Monday, April 20, 2020

On the Two Major Risks with the Euro: Sovereign Default and Redenomination or Intra-Euro Currency Risk

Currently there remains a strong strand of belief (particularly in euro zone countries) that exit is impossible. As we have already seen in 2010–12, markets are constantly probing and re-evaluating the probabilities and scale of alternative outcomes, and managing their investment and derivative positions accordingly. To date, most of the market pricing of euro stress has been concentrated in the sovereign debt markets. But this represents just one of two risks within the euro — the risk of sovereign default. The other risk — the risk of redenomination (or ‘intra-euro currency risk’) — has so far found little direct expression in the markets.

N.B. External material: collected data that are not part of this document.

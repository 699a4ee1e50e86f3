//! Service wiring over a chosen storage backend.

use std::sync::Arc;

use tracing::info;

use storage::repository::{NewGroupRecord, NewParticipantRecord, Storage};
use tracker_core::window::TrackingWindow;
use tracker_core::Clock;

use crate::error::AppServicesError;
use crate::group_service::GroupService;
use crate::participant_service::ParticipantService;
use crate::tracker_service::TrackerService;

/// Slug of the group seeded in demo mode.
pub const DEMO_GROUP_SLUG: &str = "demo";

const DEMO_GROUP_NAME: &str = "Demo Family";
const DEMO_PARTICIPANTS: [(&str, u32); 2] = [("Demo User 1", 3), ("Demo User 2", 0)];

/// The full service set over one shared storage backend.
///
/// Live deployments run on `SQLite`; demo mode runs on a process-local store
/// pre-seeded with sample data, so nothing written there survives a restart.
/// Callers pick the mode at startup; everything downstream is identical.
#[derive(Clone)]
pub struct AppServices {
    tracker: TrackerService,
    groups: GroupService,
    participants: ParticipantService,
}

impl AppServices {
    /// Wire the services over an already-built storage backend.
    #[must_use]
    pub fn from_storage(storage: Storage, clock: Clock, window: TrackingWindow) -> Self {
        let tracker = TrackerService::new(
            clock,
            window,
            Arc::clone(&storage.groups),
            Arc::clone(&storage.participants),
            Arc::clone(&storage.completions),
        );
        let groups = GroupService::new(
            clock,
            Arc::clone(&storage.groups),
            Arc::clone(&storage.participants),
        );
        let participants = ParticipantService::new(clock, storage.participants);
        Self {
            tracker,
            groups,
            participants,
        }
    }

    /// Wire the services over `SQLite`, running migrations first.
    ///
    /// # Errors
    ///
    /// Returns `AppServicesError::Sqlite` if the database cannot be opened or
    /// migrated.
    pub async fn sqlite(
        database_url: &str,
        clock: Clock,
        window: TrackingWindow,
    ) -> Result<Self, AppServicesError> {
        let storage = Storage::sqlite(database_url).await?;
        info!(database_url, "services wired over sqlite");
        Ok(Self::from_storage(storage, clock, window))
    }

    /// Wire the services over a seeded in-memory store for demo mode.
    ///
    /// # Errors
    ///
    /// Returns `AppServicesError::Storage` if seeding fails.
    pub async fn demo(clock: Clock, window: TrackingWindow) -> Result<Self, AppServicesError> {
        let storage = Storage::in_memory();
        let group_id = storage
            .groups
            .insert_new_group(NewGroupRecord {
                slug: DEMO_GROUP_SLUG.to_owned(),
                name: DEMO_GROUP_NAME.to_owned(),
                created_at: clock.now(),
            })
            .await?;
        for (order_index, (name, streak)) in DEMO_PARTICIPANTS.into_iter().enumerate() {
            storage
                .participants
                .insert_new_participant(NewParticipantRecord {
                    group_id,
                    name: name.to_owned(),
                    order_index: u32::try_from(order_index).unwrap_or(u32::MAX),
                    streak,
                    created_at: clock.now(),
                })
                .await?;
        }
        info!(group = %group_id, "services wired over seeded demo store");
        Ok(Self::from_storage(storage, clock, window))
    }

    #[must_use]
    pub fn tracker(&self) -> &TrackerService {
        &self.tracker
    }

    #[must_use]
    pub fn groups(&self) -> &GroupService {
        &self.groups
    }

    #[must_use]
    pub fn participants(&self) -> &ParticipantService {
        &self.participants
    }
}

#[cfg(test)]
mod tests {
    use super::*;

    use tracker_core::time::{fixed_clock, fixed_now};

    async fn demo_services() -> AppServices {
        AppServices::demo(fixed_clock(), TrackingWindow::thirty_days(fixed_now()))
            .await
            .unwrap()
    }

    #[tokio::test]
    async fn demo_mode_seeds_the_sample_group() {
        let services = demo_services().await;

        let board = services
            .tracker()
            .leaderboard_by_slug(DEMO_GROUP_SLUG)
            .await
            .unwrap();
        assert_eq!(board.group.name(), "Demo Family");
        assert_eq!(board.participant_count(), 2);
        assert_eq!(board.entries[0].participant.name(), "Demo User 1");
        assert_eq!(board.entries[0].participant.streak(), 3);
        assert_eq!(board.entries[1].participant.name(), "Demo User 2");
        assert_eq!(board.entries[1].participant.streak(), 0);
        // Nobody has marked anything yet.
        assert!(board.entries.iter().all(|e| e.score == 0));
    }

    #[tokio::test]
    async fn services_share_one_store() {
        let services = demo_services().await;
        let group = services
            .groups()
            .get_group_by_slug(DEMO_GROUP_SLUG)
            .await
            .unwrap()
            .unwrap();

        let newcomer = services
            .participants()
            .add_participant(group.id(), "Demo User 3")
            .await
            .unwrap();
        assert_eq!(newcomer.order_index(), 2);

        services
            .tracker()
            .toggle_unit(newcomer.id(), 1, 1, true)
            .await
            .unwrap();

        let board = services.tracker().leaderboard(group.id()).await.unwrap();
        assert_eq!(board.participant_count(), 3);
        assert_eq!(board.leader().unwrap().participant.name(), "Demo User 3");
        assert_eq!(board.leader().unwrap().score, 1);
    }

    #[tokio::test]
    async fn demo_writes_do_not_leak_across_instances() {
        let first = demo_services().await;
        let group = first
            .groups()
            .get_group_by_slug(DEMO_GROUP_SLUG)
            .await
            .unwrap()
            .unwrap();
        first
            .participants()
            .add_participant(group.id(), "Extra")
            .await
            .unwrap();

        let second = demo_services().await;
        let board = second
            .tracker()
            .leaderboard_by_slug(DEMO_GROUP_SLUG)
            .await
            .unwrap();
        assert_eq!(board.participant_count(), 2);
    }
}
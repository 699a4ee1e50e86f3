use sqlx::Row;
use sqlx::sqlite::SqliteRow;
use tracker_core::model::{CompletionKey, CompletionRecord, GroupId, ParticipantId, Round, Unit};

use super::mapping::{group_id_to_i64, participant_id_from_i64, participant_id_to_i64, ser};
use super::SqliteRepository;
use crate::repository::{CompletionRepository, NewCompletionRecord, StorageError};

#[async_trait::async_trait]
impl CompletionRepository for SqliteRepository {
    async fn list_completions(
        &self,
        group_id: GroupId,
    ) -> Result<Vec<CompletionRecord>, StorageError> {
        let rows = sqlx::query(
            r"
            SELECT c.participant_id, c.unit, c.round, c.completed_at
            FROM completions c
            JOIN participants p ON p.id = c.participant_id
            WHERE p.group_id = ?1
            ORDER BY c.participant_id ASC, c.round ASC, c.unit ASC
            ",
        )
        .bind(group_id_to_i64(group_id)?)
        .fetch_all(&self.pool)
        .await
        .map_err(|e| StorageError::Connection(e.to_string()))?;

        let mut records = Vec::with_capacity(rows.len());
        for row in rows {
            records.push(completion_from_row(&row)?);
        }
        Ok(records)
    }

    async fn insert_completion(&self, record: NewCompletionRecord) -> Result<(), StorageError> {
        sqlx::query(
            r"
            INSERT INTO completions (participant_id, unit, round, completed_at)
            VALUES (?1, ?2, ?3, ?4)
            ON CONFLICT(participant_id, unit, round) DO NOTHING
            ",
        )
        .bind(participant_id_to_i64(record.participant_id)?)
        .bind(i64::from(record.key.unit().value()))
        .bind(i64::from(record.key.round().value()))
        .bind(record.completed_at)
        .execute(&self.pool)
        .await
        .map_err(|e| StorageError::Connection(e.to_string()))?;

        Ok(())
    }

    async fn delete_completion(
        &self,
        participant_id: ParticipantId,
        key: CompletionKey,
    ) -> Result<(), StorageError> {
        sqlx::query(
            r"
            DELETE FROM completions
            WHERE participant_id = ?1 AND unit = ?2 AND round = ?3
            ",
        )
        .bind(participant_id_to_i64(participant_id)?)
        .bind(i64::from(key.unit().value()))
        .bind(i64::from(key.round().value()))
        .execute(&self.pool)
        .await
        .map_err(|e| StorageError::Connection(e.to_string()))?;

        Ok(())
    }
}

fn completion_from_row(row: &SqliteRow) -> Result<CompletionRecord, StorageError> {
    let unit = u8::try_from(row.try_get::<i64, _>("unit").map_err(ser)?)
        .map_err(|_| StorageError::Serialization("unit overflow".into()))
        .and_then(|n| Unit::new(n).map_err(|e| StorageError::Serialization(e.to_string())))?;
    let round = u32::try_from(row.try_get::<i64, _>("round").map_err(ser)?)
        .map_err(|_| StorageError::Serialization("round overflow".into()))
        .and_then(|n| Round::new(n).map_err(|e| StorageError::Serialization(e.to_string())))?;

    Ok(CompletionRecord::new(
        participant_id_from_i64(row.try_get::<i64, _>("participant_id").map_err(ser)?)?,
        CompletionKey::new(unit, round),
        row.try_get("completed_at").map_err(ser)?,
    ))
}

With a euro exit, this belief would be shattered and, once that happened, almost all of the advantages that a single currency had over an exchange rate mechanism would evaporate. It is likely, if there are any exits from the euro zone, that markets will begin to discriminate in favour of ‘strong’ (predominantly northern) debtors and against weak (predominantly southern) debtors on the basis of perceived exit risk. This could lead to a rapid emasculation of southern countries’ banking systems as southern depositors moved their deposits north for little or no cost or loss of interest.

—Neil Record, “Managing the Transition: A Practical Exit Strategy,” in The Euro: The Beginning, the Middle . . . and the End? ed. Philip Booth (London: Institute of Economic Affairs, 2013), 148-149.